The only clinical examination finding of note was of localised tenderness about the sternocostal region on the right.
An x-ray series of the chest wall was normal. Given the diffuse nature of the player’s pain a SPECT, rather than an MRI scan, was arranged. Focal uptake is seen at the right anterior costochondral margin involving the anterior fourth rib. There is no discrete bony abnormality seen in this region on the corresponding CT images. These appearances suggest Tietze’s syndrome. There is normal rib uptake seen elsewhere and no other significant radiological abnormality.
A working diagnosis was made of Tietze’s syndrome based on clinical findings, these radiological findings and a mildly elevated CRP. Other blood markers were normal. After discussion about the treatment options this player declined a steroid injection and opted to manage his problem with NSAID and local treatments. His symptoms improved significantly over a three-month period.

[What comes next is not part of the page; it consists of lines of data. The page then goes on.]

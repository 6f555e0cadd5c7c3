//! Log sinks.
//!
//! A [`LogSink`] receives finished lines. The primary sink is picked from
//! the [`ColorMode`] through a [`SinkFactory`], so tests can swap in fakes
//! and observe which one was chosen. [`LogBuffer`] is the optional
//! secondary sink that keeps every line for a failure dump.

use std::f64::consts::PI;
use std::fs;
use std::io::{self, Write};
use std::path::Path;
use std::sync::{Arc, Mutex, MutexGuard};

use console::{Style, Term};

use crate::config::ColorMode;

/// Destination for formatted log lines.
///
/// Implementations receive one line at a time without a trailing newline.
pub trait LogSink: Send {
    /// Write one line.
    fn write_line(&mut self, line: &str) -> io::Result<()>;
}

/// Builds the primary sink for each color mode.
pub trait SinkFactory {
    /// Passthrough sink (`--color false`).
    fn plain(&self) -> Box<dyn LogSink>;
    /// ANSI sink (`--color true`).
    fn colorized(&self) -> Box<dyn LogSink>;
    /// Rainbow sink (`--color fabulous`).
    fn decorative(&self) -> Box<dyn LogSink>;
}

/// Pick the primary sink for `mode`.
pub fn select_primary(mode: ColorMode, factory: &dyn SinkFactory) -> Box<dyn LogSink> {
    match mode {
        ColorMode::Plain => factory.plain(),
        ColorMode::Colorized => factory.colorized(),
        ColorMode::Decorative => factory.decorative(),
    }
}

/// Factory for sinks that write to the process's stdout.
#[derive(Debug, Clone, Copy, Default)]
pub struct TerminalSinks;

impl SinkFactory for TerminalSinks {
    fn plain(&self) -> Box<dyn LogSink> {
        Box::new(PlainSink::new(io::stdout()))
    }

    fn colorized(&self) -> Box<dyn LogSink> {
        Box::new(ColorSink::new(Term::stdout()))
    }

    fn decorative(&self) -> Box<dyn LogSink> {
        Box::new(RainbowSink::new(io::stdout()))
    }
}

/// Writes lines untouched.
#[derive(Debug)]
pub struct PlainSink<W: Write + Send> {
    out: W,
}

impl<W: Write + Send> PlainSink<W> {
    pub fn new(out: W) -> Self {
        Self { out }
    }

    pub fn into_inner(self) -> W {
        self.out
    }
}

impl<W: Write + Send> LogSink for PlainSink<W> {
    fn write_line(&mut self, line: &str) -> io::Result<()> {
        writeln!(self.out, "{}", line)?;
        self.out.flush()
    }
}

/// Writes lines that already carry ANSI styling to a terminal.
///
/// The terminal handle decides whether escape codes survive; the logger
/// does the coloring.
#[derive(Debug)]
pub struct ColorSink<W: Write + Send> {
    out: W,
}

impl<W: Write + Send> ColorSink<W> {
    pub fn new(out: W) -> Self {
        Self { out }
    }

    pub fn into_inner(self) -> W {
        self.out
    }
}

impl<W: Write + Send> LogSink for ColorSink<W> {
    fn write_line(&mut self, line: &str) -> io::Result<()> {
        writeln!(self.out, "{}", line)?;
        self.out.flush()
    }
}

/// Paints every character along a shifting rainbow.
#[derive(Debug)]
pub struct RainbowSink<W: Write + Send> {
    out: W,
    line: usize,
}

/// How quickly the hue turns per character.
const RAINBOW_FREQUENCY: f64 = 0.1;
/// How far each new line shifts the gradient.
const RAINBOW_LINE_SPREAD: usize = 3;

impl<W: Write + Send> RainbowSink<W> {
    pub fn new(out: W) -> Self {
        Self { out, line: 0 }
    }

    pub fn into_inner(self) -> W {
        self.out
    }

    /// Paint `line` starting at gradient position `offset`.
    pub fn paint(line: &str, offset: usize) -> String {
        line.chars()
            .enumerate()
            .map(|(i, c)| {
                if c.is_whitespace() {
                    c.to_string()
                } else {
                    rainbow_style(offset + i).apply_to(c).to_string()
                }
            })
            .collect()
    }
}

impl<W: Write + Send> LogSink for RainbowSink<W> {
    fn write_line(&mut self, line: &str) -> io::Result<()> {
        let painted = Self::paint(line, self.line * RAINBOW_LINE_SPREAD);
        self.line += 1;
        writeln!(self.out, "{}", painted)?;
        self.out.flush()
    }
}

/// 256-color cube entry for a position on the gradient.
fn rainbow_color(position: usize) -> u8 {
    let angle = RAINBOW_FREQUENCY * position as f64;
    let channel = |phase: f64| -> u8 {
        let value = (angle + phase).sin() * 127.0 + 128.0;
        (value / 255.0 * 5.0).round() as u8
    };
    let (r, g, b) = (channel(0.0), channel(2.0 * PI / 3.0), channel(4.0 * PI / 3.0));
    16 + 36 * r + 6 * g + b
}

fn rainbow_style(position: usize) -> Style {
    Style::new().color256(rainbow_color(position)).force_styling(true)
}

/// Shared in-memory copy of every emitted line.
///
/// Cloning yields another handle to the same buffer.
#[derive(Debug, Clone, Default)]
pub struct LogBuffer {
    lines: Arc<Mutex<Vec<String>>>,
}

impl LogBuffer {
    pub fn new() -> Self {
        Self::default()
    }

    fn guard(&self) -> MutexGuard<'_, Vec<String>> {
        // A writer that panicked mid-push leaves whole lines behind.
        self.lines.lock().unwrap_or_else(|poisoned| poisoned.into_inner())
    }

    /// Append a line.
    pub fn push_line(&self, line: &str) {
        self.guard().push(line.to_string());
    }

    /// Snapshot of the captured lines.
    pub fn lines(&self) -> Vec<String> {
        self.guard().clone()
    }

    /// Captured lines joined with newlines.
    pub fn contents(&self) -> String {
        let lines = self.guard();
        let mut out = String::with_capacity(lines.iter().map(|l| l.len() + 1).sum());
        for line in lines.iter() {
            out.push_str(line);
            out.push('\n');
        }
        out
    }

    pub fn len(&self) -> usize {
        self.guard().len()
    }

    pub fn is_empty(&self) -> bool {
        self.guard().is_empty()
    }

    pub fn clear(&self) {
        self.guard().clear();
    }

    /// Write the captured lines to `path`, creating parent directories.
    pub fn write_to(&self, path: &Path) -> io::Result<()> {
        if let Some(parent) = path.parent() {
            if !parent.as_os_str().is_empty() {
                fs::create_dir_all(parent)?;
            }
        }
        fs::write(path, self.contents())
    }
}

impl LogSink for LogBuffer {
    fn write_line(&mut self, line: &str) -> io::Result<()> {
        self.push_line(line);
        Ok(())
    }
}

#[cfg(test)]
mod tests {
    use super::*;
    use std::cell::RefCell;
    use std::thread;
    use tempfile::TempDir;

    /// Records which factory method was asked for.
    #[derive(Default)]
    struct RecordingFactory {
        calls: RefCell<Vec<&'static str>>,
    }

    impl SinkFactory for RecordingFactory {
        fn plain(&self) -> Box<dyn LogSink> {
            self.calls.borrow_mut().push("plain");
            Box::new(LogBuffer::new())
        }

        fn colorized(&self) -> Box<dyn LogSink> {
            self.calls.borrow_mut().push("colorized");
            Box::new(LogBuffer::new())
        }

        fn decorative(&self) -> Box<dyn LogSink> {
            self.calls.borrow_mut().push("decorative");
            Box::new(LogBuffer::new())
        }
    }

    #[test]
    fn select_primary_maps_each_mode() {
        let factory = RecordingFactory::default();
        let _ = select_primary(ColorMode::Plain, &factory);
        let _ = select_primary(ColorMode::Colorized, &factory);
        let _ = select_primary(ColorMode::Decorative, &factory);
        assert_eq!(
            *factory.calls.borrow(),
            vec!["plain", "colorized", "decorative"]
        );
    }

    #[test]
    fn plain_sink_appends_newline() {
        let mut sink = PlainSink::new(Vec::new());
        sink.write_line("hello").unwrap();
        sink.write_line("world").unwrap();
        assert_eq!(String::from_utf8(sink.into_inner()).unwrap(), "hello\nworld\n");
    }

    #[test]
    fn color_sink_keeps_escape_codes() {
        let mut sink = ColorSink::new(Vec::new());
        sink.write_line("\u{1b}[32mok\u{1b}[0m").unwrap();
        let out = String::from_utf8(sink.into_inner()).unwrap();
        assert_eq!(out, "\u{1b}[32mok\u{1b}[0m\n");
    }

    #[test]
    fn rainbow_sink_colors_every_visible_char() {
        let mut sink = RainbowSink::new(Vec::new());
        sink.write_line("ab c").unwrap();
        let out = String::from_utf8(sink.into_inner()).unwrap();
        assert_eq!(console::strip_ansi_codes(&out), "ab c\n");
        assert_eq!(out.matches("\u{1b}[38;5;").count(), 3);
    }

    #[test]
    fn rainbow_gradient_shifts_between_lines() {
        let first = RainbowSink::<Vec<u8>>::paint("x", 0);
        let later = RainbowSink::<Vec<u8>>::paint("x", 10 * RAINBOW_LINE_SPREAD);
        assert_ne!(first, later);
    }

    #[test]
    fn rainbow_colors_stay_in_cube() {
        for position in 0..200 {
            let color = rainbow_color(position);
            assert!((16..=231).contains(&color));
        }
    }

    #[test]
    fn buffer_handles_share_lines() {
        let buffer = LogBuffer::new();
        let handle = buffer.clone();
        handle.push_line("one");
        buffer.push_line("two");
        assert_eq!(buffer.lines(), vec!["one", "two"]);
        assert_eq!(handle.contents(), "one\ntwo\n");
        assert_eq!(handle.len(), 2);
    }

    #[test]
    fn buffer_accepts_concurrent_writers() {
        let buffer = LogBuffer::new();
        let handles: Vec<_> = (0..8)
            .map(|t| {
                let buffer = buffer.clone();
                thread::spawn(move || {
                    for i in 0..50 {
                        buffer.push_line(&format!("thread {} line {}", t, i));
                    }
                })
            })
            .collect();
        for handle in handles {
            handle.join().unwrap();
        }
        assert_eq!(buffer.len(), 400);
        assert!(buffer
            .lines()
            .iter()
            .all(|l| l.starts_with("thread ") && l.contains(" line ")));
    }

    #[test]
    fn buffer_writes_file_with_parents() {
        let temp = TempDir::new().unwrap();
        let path = temp.path().join("nested/dir/run.log");
        let buffer = LogBuffer::new();
        buffer.push_line("captured");
        buffer.write_to(&path).unwrap();
        assert_eq!(fs::read_to_string(&path).unwrap(), "captured\n");
    }

    #[test]
    fn buffer_clear_empties() {
        let buffer = LogBuffer::new();
        buffer.push_line("x");
        buffer.clear();
        assert!(buffer.is_empty());
    }
}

Tietze’s syndrome is a benign, self-limiting disorder that usually involves either the sternocostal, sternoclavicular or costochondral joints. The 2nd and 3rd costochondral joints are the most common sites. In the majority of cases it is unilateral, with only one joint being affected. Most of the reported cases are associated with either unaccustomed exercise, excessive coughing or vomiting or a direct blow to the affected area. On examination there is frequently evidence of local inflammation and localised tenderness over the affected joint. Imaging studies such as ultrasound, scintigraphy or MRI can be used the confirm the presence of joint swelling and can exclude other conditions. Costochondritis presents with similar symptoms. In contrast to Tietze’s syndrome this condition generally involves multiple joints (usually the 2nd to 5th costochondral joints) and is less likely to be associated with local inflammation and swelling.